Please see comment below – looks like this has been taken care of in Rails 3.0.1.
While porting a small Rails application, Listable, to Rails 3.0, I found an interesting difference in the behavior of the two frameworks: attr_accessible on a model used for a join relation between two entities works when using ‘<<’ to add records in Rails 3.0, while in Rails prior to 3.0 it is silently ignored. It took me a moment to figure out what was happening, so I figured I’d leave a note here in case it helps someone else in porting their app to the newest Rails framework.

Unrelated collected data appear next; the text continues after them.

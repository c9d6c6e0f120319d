//! Waitlist data models.

use crate::{
    reservation::{ReservationRequest, SeatingPreference},
    table::{Table, TimeSlot},
};
use chrono::{DateTime, NaiveDate, Utc};
use serde::{Deserialize, Serialize};
use std::cmp::Ordering;
use uuid::Uuid;

/// Waitlist entry ID type
pub type WaitlistId = Uuid;

/// Waitlist entry status
#[derive(Debug, Clone, Copy, PartialEq, Eq, Hash, Serialize, Deserialize)]
#[serde(rename_all = "lowercase")]
pub enum WaitlistStatus {
    /// Waiting for a table
    Pending,
    /// Told a table is ready, waiting for confirmation
    Notified,
    /// Accepted the table
    Confirmed,
    /// Removed by staff without seating
    Expired,
    /// Withdrawn by the customer
    Cancelled,
}

impl WaitlistStatus {
    /// Terminal states are immutable history
    pub fn is_terminal(&self) -> bool {
        matches!(
            self,
            WaitlistStatus::Confirmed | WaitlistStatus::Expired | WaitlistStatus::Cancelled
        )
    }

    /// Whether the state machine allows moving from `self` to `next`
    pub fn can_transition_to(&self, next: WaitlistStatus) -> bool {
        use WaitlistStatus::*;
        matches!(
            (self, next),
            (Pending, Notified)
                | (Notified, Confirmed)
                | (Notified, Pending)
                | (Pending | Notified, Cancelled)
                | (Pending | Notified, Expired)
        )
    }

    pub fn as_str(&self) -> &'static str {
        match self {
            WaitlistStatus::Pending => "pending",
            WaitlistStatus::Notified => "notified",
            WaitlistStatus::Confirmed => "confirmed",
            WaitlistStatus::Expired => "expired",
            WaitlistStatus::Cancelled => "cancelled",
        }
    }
}

impl std::fmt::Display for WaitlistStatus {
    fn fmt(&self, f: &mut std::fmt::Formatter<'_>) -> std::fmt::Result {
        f.write_str(self.as_str())
    }
}

impl std::str::FromStr for WaitlistStatus {
    type Err = String;

    fn from_str(s: &str) -> Result<Self, Self::Err> {
        match s {
            "pending" => Ok(WaitlistStatus::Pending),
            "notified" => Ok(WaitlistStatus::Notified),
            "confirmed" => Ok(WaitlistStatus::Confirmed),
            "expired" => Ok(WaitlistStatus::Expired),
            "cancelled" => Ok(WaitlistStatus::Cancelled),
            other => Err(format!("Unknown waitlist status: {}", other)),
        }
    }
}

/// Coarse priority bucket. Higher tiers are served before lower ones,
/// regardless of how long the lower-tier entries have waited.
#[derive(Debug, Clone, Copy, PartialEq, Eq, Hash, PartialOrd, Ord, Serialize, Deserialize)]
#[serde(rename_all = "snake_case")]
pub enum PriorityTier {
    Standard,
    LargeParty,
    SpecialOccasion,
}

impl PriorityTier {
    /// Numeric rank stored in the database
    pub fn rank(&self) -> i16 {
        match self {
            PriorityTier::Standard => 0,
            PriorityTier::LargeParty => 1,
            PriorityTier::SpecialOccasion => 2,
        }
    }

    /// Inverse of [`rank`](Self::rank)
    pub fn from_rank(rank: i16) -> Option<Self> {
        match rank {
            0 => Some(PriorityTier::Standard),
            1 => Some(PriorityTier::LargeParty),
            2 => Some(PriorityTier::SpecialOccasion),
            _ => None,
        }
    }
}

impl std::fmt::Display for PriorityTier {
    fn fmt(&self, f: &mut std::fmt::Formatter<'_>) -> std::fmt::Result {
        match self {
            PriorityTier::Standard => write!(f, "standard"),
            PriorityTier::LargeParty => write!(f, "large_party"),
            PriorityTier::SpecialOccasion => write!(f, "special_occasion"),
        }
    }
}

/// Customer identity and contact channels
#[derive(Debug, Clone, PartialEq, Eq, Serialize, Deserialize)]
pub struct ContactInfo {
    pub name: String,
    pub email: Option<String>,
    pub phone: Option<String>,
}

impl ContactInfo {
    pub fn new(name: impl Into<String>) -> Self {
        Self {
            name: name.into(),
            email: None,
            phone: None,
        }
    }

    pub fn with_email(mut self, email: impl Into<String>) -> Self {
        self.email = Some(email.into());
        self
    }

    pub fn with_phone(mut self, phone: impl Into<String>) -> Self {
        self.phone = Some(phone.into());
        self
    }
}

/// Input to [`WaitlistManager::enqueue`](super::WaitlistManager::enqueue)
#[derive(Debug, Clone, PartialEq, Eq, Serialize, Deserialize)]
#[serde(rename_all = "camelCase")]
pub struct WaitlistRequest {
    pub contact: ContactInfo,
    pub guest_count: u32,
    pub preferred_date: NaiveDate,
    /// Acceptable slots, most preferred first
    pub time_slots: Vec<TimeSlot>,
    #[serde(default)]
    pub seating_preference: SeatingPreference,
    #[serde(default)]
    pub occasion: Option<String>,
    #[serde(default)]
    pub special_requests: Option<String>,
    #[serde(default)]
    pub dietary_notes: Option<String>,
}

impl WaitlistRequest {
    /// Seed a waitlist request from an unsatisfied reservation request
    pub fn from_reservation(
        request: &ReservationRequest,
        contact: ContactInfo,
        acceptable_slots: &[TimeSlot],
    ) -> Self {
        let mut time_slots = vec![request.time_slot];
        time_slots.extend(
            acceptable_slots
                .iter()
                .copied()
                .filter(|s| *s != request.time_slot),
        );

        Self {
            contact,
            guest_count: request.guest_count,
            preferred_date: request.date,
            time_slots,
            seating_preference: request.seating_preference,
            occasion: request.occasion.clone(),
            special_requests: None,
            dietary_notes: None,
        }
    }
}

/// A queued request for a table
#[derive(Debug, Clone, PartialEq, Eq, Serialize, Deserialize)]
#[serde(rename_all = "camelCase")]
pub struct WaitlistEntry {
    pub id: WaitlistId,
    pub name: String,
    pub email: Option<String>,
    pub phone: Option<String>,
    pub guest_count: u32,
    pub preferred_date: NaiveDate,
    pub time_slots: Vec<TimeSlot>,
    pub seating_preference: SeatingPreference,
    pub occasion: Option<String>,
    pub special_requests: Option<String>,
    pub dietary_notes: Option<String>,
    pub status: WaitlistStatus,
    pub priority: PriorityTier,
    /// 1-based place in the queue; only set while pending
    pub position: Option<u32>,
    /// Derived estimate; only set while pending
    pub estimated_wait_minutes: Option<u32>,
    /// Deadline to confirm; only set while notified
    pub notification_expiry: Option<DateTime<Utc>>,
    pub notified_at: Option<DateTime<Utc>>,
    /// Start of the current wait; reset when a missed notification re-queues the entry
    pub queued_at: DateTime<Utc>,
    pub created_at: DateTime<Utc>,
    pub updated_at: DateTime<Utc>,
}

impl WaitlistEntry {
    /// Whether the entry would take a table on this date and slot
    pub fn accepts(&self, date: NaiveDate, slot: TimeSlot) -> bool {
        self.preferred_date == date && self.time_slots.contains(&slot)
    }

    /// Reservation request the entry represents for a given slot
    pub fn reservation_request(&self, slot: TimeSlot) -> ReservationRequest {
        ReservationRequest {
            guest_count: self.guest_count,
            date: self.preferred_date,
            time_slot: slot,
            seating_preference: self.seating_preference,
            occasion: self.occasion.clone(),
        }
    }

    /// Queue order: priority descending, then wait start, then ID
    pub fn queue_cmp(&self, other: &Self) -> Ordering {
        other
            .priority
            .cmp(&self.priority)
            .then_with(|| self.queued_at.cmp(&other.queued_at))
            .then_with(|| self.id.cmp(&other.id))
    }
}

/// Lookup criteria. An entry matches when it matches any criterion given.
#[derive(Debug, Clone, Default, PartialEq, Eq, Serialize, Deserialize)]
pub struct SearchCriteria {
    pub id: Option<WaitlistId>,
    pub email: Option<String>,
    pub phone: Option<String>,
}

impl SearchCriteria {
    pub fn by_id(id: WaitlistId) -> Self {
        Self {
            id: Some(id),
            ..Self::default()
        }
    }

    pub fn by_email(email: impl Into<String>) -> Self {
        Self {
            email: Some(email.into()),
            ..Self::default()
        }
    }

    pub fn by_phone(phone: impl Into<String>) -> Self {
        Self {
            phone: Some(phone.into()),
            ..Self::default()
        }
    }

    /// True when no criterion is set
    pub fn is_empty(&self) -> bool {
        self.id.is_none()
            && self.email.as_deref().is_none_or(|e| e.trim().is_empty())
            && self.phone.as_deref().is_none_or(|p| normalize_phone(p).is_empty())
    }

    /// Check an entry against the criteria
    pub fn matches(&self, entry: &WaitlistEntry) -> bool {
        let id_match = self.id.is_some_and(|id| id == entry.id);
        let email_match = match (&self.email, &entry.email) {
            (Some(wanted), Some(actual)) => {
                let wanted = wanted.trim();
                !wanted.is_empty() && wanted.eq_ignore_ascii_case(actual.trim())
            }
            _ => false,
        };
        let phone_match = match (&self.phone, &entry.phone) {
            (Some(wanted), Some(actual)) => {
                let wanted = normalize_phone(wanted);
                !wanted.is_empty() && wanted == normalize_phone(actual)
            }
            _ => false,
        };

        id_match || email_match || phone_match
    }
}

/// Strip formatting from a phone number, keeping digits and a leading `+`
pub fn normalize_phone(phone: &str) -> String {
    let trimmed = phone.trim();
    let mut normalized: String = trimmed.chars().filter(char::is_ascii_digit).collect();
    if trimmed.starts_with('+') && !normalized.is_empty() {
        normalized.insert(0, '+');
    }
    normalized
}

/// Derived queue fields for one pending entry
#[derive(Debug, Clone, Copy, PartialEq, Eq, Serialize, Deserialize)]
#[serde(rename_all = "camelCase")]
pub struct QueuePosition {
    pub id: WaitlistId,
    pub position: u32,
    pub estimated_wait_minutes: u32,
}

/// A table that just became free for a date and slot
#[derive(Debug, Clone, PartialEq)]
pub struct Opening {
    pub date: NaiveDate,
    pub time_slot: TimeSlot,
    pub table: Table,
}

/// Outcome of one expiry sweep
#[derive(Debug, Clone, Default, PartialEq, Eq)]
pub struct SweepReport {
    /// Entries moved back to pending
    pub requeued: Vec<WaitlistId>,
    /// Entries skipped because they changed during the sweep
    pub skipped: Vec<WaitlistId>,
    /// Entries that could not be written, with the error text
    pub failed: Vec<(WaitlistId, String)>,
    /// Whether positions were recomputed after the sweep
    pub positions_recomputed: bool,
}

impl SweepReport {
    pub fn is_empty(&self) -> bool {
        self.requeued.is_empty() && self.skipped.is_empty() && self.failed.is_empty()
    }
}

Taking a step back, here is a simple case that demonstrates the difference between Rails version 2 and Rails version 3 with respect to << (aliased as ‘concat’ and ‘push’ in the ActiveRecord framework) when adding to a collection established using has_many :through. Given three models: User, List, and UserListLink (which has foreign keys for user and list):
class User < ActiveRecord::Base
has_many :user_list_links, :dependent => :destroy
has_many :lists, :through => :user_list_links
end
class List < ActiveRecord::Base
has_many :user_list_links, :dependent => :destroy
has_many :users, :through => :user_list_links
end
class UserListLink < ActiveRecord::Base
belongs_to :user
belongs_to :list
end
In both Rails 2 and 3, the following works:
u = User.create
l = List.create
u.lists << l
However, if you add attr_accessible [] to UserListLink, under Rails 3 the UserListLink that is automatically generated will have nil/null values for both list_id and user_id. You’ll see the expected message in the Rails log, “WARNING: Can’t mass-assign protected attributes: list_id, user_id”, which indicates that Rails uses mass assignment to create this intermediary object. In my case, removing the attr_accessible line in my code allowed ‘<<’ to work as it did before upgrading to Rails 3.
I’m not sure how I feel about the change in behavior in ActiveRecord 3 where mass assignment protection is triggered by the ‘concat’ method on a has_many :through relationship. I suppose whether or not this is ‘correct’ behavior depends on whether there is a chance for user-generated data to be passed into the attribute hash used to construct the intermediary object. If so, this is probably a nice fix in ActiveRecord 3. Otherwise, though, it may help to bypass the mass assignment check when saving intermediary objects using concat.
They address this in 3.0.1 as there was also a related security vulnerability with it.
Good to hear – thanks for mentioning this, Frank!